**Task material**
________

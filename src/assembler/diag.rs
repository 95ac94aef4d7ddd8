use ansi_term::{Color, Style};
use derive_more::Constructor;
use std::cell::{Cell, RefCell};
use std::rc::Rc;
use strum_macros::{Display, EnumIter, EnumString};

#[derive(Debug, Display, Clone, Copy, PartialEq, Eq)]
#[strum(serialize_all = "lowercase")]
pub enum Severity {
    Error,
    Warning,
    Log,
}

/// How much a run reports, in increasing order. Gating is by comparison:
/// a message is emitted to the sink iff its severity's threshold is at or
/// below the configured verbosity.
#[derive(Debug, Display, EnumIter, EnumString, Clone, Copy, PartialEq, Eq, PartialOrd, Ord)]
#[strum(serialize_all = "lowercase")]
pub enum Verbosity {
    None,
    Error,
    Warning,
    Log,
}

impl Severity {
    fn threshold(self) -> Verbosity {
        match self {
            Severity::Error => Verbosity::Error,
            Severity::Warning => Verbosity::Warning,
            Severity::Log => Verbosity::Log,
        }
    }
}

#[derive(Debug, Clone, PartialEq, Eq, Constructor)]
pub struct Message {
    pub severity: Severity,
    pub component: String,
    pub line: Option<usize>,
    pub text: String,
    pub detail: Option<String>,
}

pub trait Sink {
    fn emit(&mut self, msg: &Message);
}

/// Renders messages to stderr, colored per severity.
pub struct ConsoleSink;

impl Sink for ConsoleSink {
    fn emit(&mut self, msg: &Message) {
        let tag = match msg.severity {
            Severity::Error => Color::Red.bold().paint("error"),
            Severity::Warning => Color::Yellow.bold().paint("warning"),
            Severity::Log => Style::new().dimmed().paint("log"),
        };

        match msg.line {
            Some(line) => eprint!("{}:{}: {}: {}", msg.component, line, tag, msg.text),
            None => eprint!("{}: {}: {}", msg.component, tag, msg.text),
        }

        match &msg.detail {
            Some(detail) => eprintln!(" ({})", detail),
            None => eprintln!(),
        }
    }
}

/// Records every emitted message behind a shared handle, so tests can
/// inspect what a pass reported.
#[derive(Default)]
pub struct MemorySink {
    messages: Rc<RefCell<Vec<Message>>>,
}

impl MemorySink {
    pub fn new() -> Self {
        Self::default()
    }

    pub fn handle(&self) -> Rc<RefCell<Vec<Message>>> {
        Rc::clone(&self.messages)
    }
}

impl Sink for MemorySink {
    fn emit(&mut self, msg: &Message) {
        self.messages.borrow_mut().push(msg.clone());
    }
}

struct Channel {
    verbosity: Verbosity,
    success: Cell<bool>,
    sink: RefCell<Box<dyn Sink>>,
}

/// A named handle onto one run's diagnostic state.
///
/// Handles derived with `named` share the sink, the verbosity, and the
/// success flag with their parent, so the whole pipeline reports into one
/// stream and fails as one. The pipeline is single-threaded (the lexer runs
/// to completion before the resolver starts), hence `Rc`/`Cell`.
#[derive(Clone)]
pub struct Diag {
    channel: Rc<Channel>,
    component: String,
}

impl Diag {
    pub fn new(verbosity: Verbosity, sink: Box<dyn Sink>) -> Self {
        Diag {
            channel: Rc::new(Channel {
                verbosity,
                success: Cell::new(true),
                sink: RefCell::new(sink),
            }),
            component: String::from("tasm"),
        }
    }

    pub fn console(verbosity: Verbosity) -> Self {
        Diag::new(verbosity, Box::new(ConsoleSink))
    }

    /// Derives a sub-logger reporting under its own component name.
    pub fn named(&self, component: impl Into<String>) -> Diag {
        Diag {
            channel: Rc::clone(&self.channel),
            component: component.into(),
        }
    }

    pub fn good(&self) -> bool {
        self.channel.success.get()
    }

    /// Fatal: permanently marks the run unsuccessful, even when the
    /// configured verbosity suppresses the message itself.
    pub fn error(&self, line: Option<usize>, text: impl Into<String>, detail: Option<String>) {
        self.channel.success.set(false);
        self.report(Severity::Error, line, text.into(), detail);
    }

    /// Advisory: never affects the success flag.
    pub fn warning(&self, line: Option<usize>, text: impl Into<String>, detail: Option<String>) {
        self.report(Severity::Warning, line, text.into(), detail);
    }

    pub fn log(&self, line: Option<usize>, text: impl Into<String>, detail: Option<String>) {
        self.report(Severity::Log, line, text.into(), detail);
    }

    fn report(&self, severity: Severity, line: Option<usize>, text: String, detail: Option<String>) {
        if severity.threshold() > self.channel.verbosity {
            return;
        }

        let msg = Message::new(severity, self.component.clone(), line, text, detail);
        self.channel.sink.borrow_mut().emit(&msg);
    }
}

________

**What is needed**
If a line in the listing contains the string "bool", copy it.

**Solution to this problem**
    success: Cell<bool>,
    pub fn good(&self) -> bool {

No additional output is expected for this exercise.